De igual manera, Sebastiana Pineda, de 94 años, está muy contenta con ellos por la ayuda que le brindan. Con los $50 dólares que le proporcionan ella puede comprar producto para la alimentación. "Yo ya no puedo trabajar, paso muy enferma. El dinero que me dan me sirve de mucho", expresó.
Así como el servicio llega a familias en particular, también, se beneficia la comunidad en general. Colaboran en actividades donde toda la gente lo puede disfrutar. Para la celebración del día de la madre y el padre, las fiestas patronales, al grupo musical de jóvenes y cuando una familia pierden un ser querido se solidarizan con los dolientes ayudando con lo económico.

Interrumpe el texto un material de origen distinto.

//! `Store`: a lazily populated, lowercase-keyed registry of `Item`s for a
//! single store name. Items are created on first access and cached forever
//! after; mutating the registry itself (as opposed to the items it holds)
//! is not supported, matching the historical `Store.__setitem__` et al.
//! raising `NotImplementedError`.

use std::collections::HashMap;
use std::sync::Arc;

use parking_lot::Mutex;

use crate::error::Error;
use crate::item::Item;

pub struct Store {
    pub name: String,
    items: Mutex<HashMap<String, Arc<Item>>>,
}

impl Store {
    pub fn new(name: impl Into<String>) -> Arc<Self> {
        Arc::new(Self {
            name: name.into(),
            items: Mutex::new(HashMap::new()),
        })
    }

    /// Look up an existing item by key, lowercased on ingress.
    pub fn get(&self, key: &str) -> Option<Arc<Item>> {
        self.items.lock().get(&key.to_lowercase()).cloned()
    }

    pub fn contains(&self, key: &str) -> bool {
        self.items.lock().contains_key(&key.to_lowercase())
    }

    pub fn keys(&self) -> Vec<String> {
        self.items.lock().keys().cloned().collect()
    }

    /// Fetch an existing item or create it with `create`, registering it
    /// under its lowercased key. Mirrors the historical double-checked
    /// lazy-instantiation in `Store.__getitem__`.
    pub fn get_or_create(&self, key: &str, create: impl FnOnce() -> Arc<Item>) -> Arc<Item> {
        let key = key.to_lowercase();
        let mut items = self.items.lock();
        if let Some(existing) = items.get(&key) {
            return existing.clone();
        }
        let item = create();
        items.insert(key, item.clone());
        item
    }

    /// Register a pre-built item, failing if one is already registered
    /// under that key. This is how a daemon adds its authoritative items,
    /// as opposed to [`Store::get_or_create`] which lets clients silently
    /// share a lazily built cache.
    pub fn insert_new(&self, key: &str, item: Arc<Item>) -> Result<(), Error> {
        let key = key.to_lowercase();
        let mut items = self.items.lock();
        if items.contains_key(&key) {
            return Err(Error::DuplicateItem(key));
        }
        items.insert(key, item);
        Ok(())
    }

    pub fn set(&self, _key: &str, _item: Arc<Item>) -> Result<(), Error> {
        Err(Error::NotSupported("Store does not support direct item assignment".to_string()))
    }

    pub fn del(&self, _key: &str) -> Result<(), Error> {
        Err(Error::NotSupported("Store does not support item deletion".to_string()))
    }

    pub fn clear(&self) -> Result<(), Error> {
        Err(Error::NotSupported("Store does not support clear()".to_string()))
    }

    pub fn copy(&self) -> Result<(), Error> {
        Err(Error::NotSupported("Store does not support copy()".to_string()))
    }

    pub fn update(&self) -> Result<(), Error> {
        Err(Error::NotSupported("Store does not support update()".to_string()))
    }
}

#[cfg(test)]
mod tests {
    use super::*;
    use mktl_config::ProvenanceStratum;
    use mktl_net::PublishSession;
    use std::collections::HashSet;

    async fn dummy_item(store: &str, key: &str) -> Arc<Item> {
        let publish = Arc::new(PublishSession::bind("127.0.0.1", None, &HashSet::new()).await.unwrap());
        Item::new_authoritative(store, key, Vec::<ProvenanceStratum>::new(), publish)
    }

    #[tokio::test]
    async fn get_or_create_only_builds_once() {
        let store = Store::new("mystore");
        let calls = Mutex::new(0);

        let item = dummy_item("mystore", "temp").await;
        let item1 = store.get_or_create("TEMP", || {
            *calls.lock() += 1;
            item.clone()
        });
        let item2 = store.get_or_create("temp", || {
            *calls.lock() += 1;
            item.clone()
        });

        assert!(Arc::ptr_eq(&item1, &item2));
        assert_eq!(*calls.lock(), 1);
    }

    #[tokio::test]
    async fn insert_new_rejects_duplicates() {
        let store = Store::new("mystore");
        let item = dummy_item("mystore", "temp").await;
        store.insert_new("temp", item.clone()).unwrap();

        let err = store.insert_new("TEMP", item).unwrap_err();
        assert!(matches!(err, Error::DuplicateItem(_)));
    }

    #[test]
    fn mutation_methods_are_not_supported() {
        let store = Store::new("mystore");
        assert!(store.clear().is_err());
        assert!(store.copy().is_err());
        assert!(store.update().is_err());
        assert!(store.del("temp").is_err());
    }
}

Sin esperanza en Gobierno El presidente de la Directiva Comunal de Carasque, Mario Menjívar dijo que al Gobierno le compete ayudar a estas familias, pero no lo hace. Sin embargo, lo que permite es hacer más grande la migración porque la Canasta Básica cada día aumenta más. "No hay esperanza que nos ayude a solventar la desesperación que vivimos por la pobreza". Acotó.
También opinó que al Ejecutivo no le preocupa la migración porque se convierte en un negocio para el presidente Saca, ya que no genera fuentes de empleo. "Este grupo de jóvenes se han organizado para auxiliar en pequeñas cosas a las familias más desprotegida"
La directiva comunal gestiona proyectos a solidaridad internacionales para ayudar a la gente en sus necesidades. "Una ciudad hermana que tenemos en Estado Unidos dio una ayuda para reparación de casas a familias de muy escaso recursos", detalló Menjívar.
El residente dijo que el Gobierno tiene abandonada a las familias, por lo que ellos se sienten comprometidos con la gente de su comunidad.